Looking through the code, I don't see a way other than leaking the Secret to the client. Could we maybe add an /api/_logs endpoint which would redirect the client logs to the axiom cloud?
@ankri did you make any progess with this? We are also having the same issue right now
No, we haven't followed any of those ideas. Currently we are waiting on a statement from axiom
Hey, thanks for creating this issue! You can create an API token in Axiom that only has ingest permission and use that.
Are you worried about the schema? For that a custom endpoint would work, we'll have a think 🙏
Yeah i ended up just leaking it to the client.

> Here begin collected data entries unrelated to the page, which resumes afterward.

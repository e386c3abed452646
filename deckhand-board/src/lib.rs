//! Board ordering engine: fractional position keys, move reconciliation,
//! and undo.
//!
//! Tasks live on a board grouped along two independent dimensions - a
//! workflow [`Status`](types::Status) and an optional project. Each
//! `(status, project)` pair is a [`Partition`](types::Partition) with its
//! own total order, encoded as one compact string key per task. Moving a
//! task - reordering, changing status, changing project, or all at once -
//! mints exactly one new key and touches no other task.
//!
//! ## Pipeline
//!
//! A drop gesture, normalized by the caller into a [`MoveRequest`], flows
//! one way:
//!
//! 1. [`reconcile_move`] reads the destination partition (via [`index`])
//!    and mints a key strictly between the drop point's neighbors
//!    ([`types::PositionKey::generate`]), producing a minimal
//!    [`TaskPatch`](types::TaskPatch) - position always, status/project
//!    only when they actually change, plus forced side effects of a status
//!    change (entering done completes the task, entering active un-hides
//!    it).
//! 2. [`commit_move`] applies the patch in memory, hands it to the
//!    [`TaskStore`] as one atomic write, and rolls back on failure.
//! 3. The returned [`UndoHandle`] replays the pre-move values through the
//!    same commit path for a few seconds, then goes inert.
//!
//! Reconciliation and key generation are pure and synchronous; the store
//! write is the only suspending step.
//!
//! ## Basic Usage
//!
//! ```rust,no_run
//! use deckhand_board::{commit_move, reconcile_move, MemoryStore, MoveRequest};
//! use deckhand_board::types::{Partition, Status, Task};
//!
//! # async fn example() -> Result<(), Box<dyn std::error::Error>> {
//! let store = MemoryStore::new();
//! let queued = Partition::new(Status::Queued, None);
//!
//! let mut task = Task::at_partition_tail(&[], "Ship the release", queued)?;
//! store.insert(task.clone());
//!
//! // Drag the task into the done column
//! let request = MoveRequest::new(task.id.clone(), Partition::new(Status::Done, None));
//! let patch = reconcile_move(std::slice::from_ref(&task), &request)?;
//! let undo = commit_move(&store, &mut task, patch).await?;
//!
//! println!("moved; reversible for a moment: {}", undo.is_armed());
//! # Ok(())
//! # }
//! ```

pub mod auto_color;
mod commit;
mod error;
pub mod index;
mod reconcile;
mod store;
mod undo;
pub mod types;

pub use commit::commit_move;
pub use error::{BoardError, Result};
pub use reconcile::{reconcile_move, MoveRequest};
pub use store::{JournalEntry, MemoryStore, TaskStore};
pub use undo::{UndoHandle, UNDO_WINDOW};

// Re-export commonly used types
pub use types::{Partition, PositionKey, Project, ProjectId, Status, Task, TaskId, TaskPatch};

The other alternative is to add a custom endpoint that then passes the calls through to the axiom cloud endpoint. and then validate in that the call is coming from your frontend idk
Really also needs a rule in the UI for tokens to restrict only sending from certain domains
There's no way to prevent leaking the token since the request is made from the clients browser, an environment we don't control.
Filtering on the referer would work for browser environments, but you could still fake the referer with a manual http request.
A custom /api/_logs would allow you to do certain checks, but you won't be safe from tampering because of the same reasons.
I've captured checking the referer and restricting the schema in an issue (INP-176).
I wish I could be more helpful, feel very free to re-open when you have more questions/don't feel like this should be closed.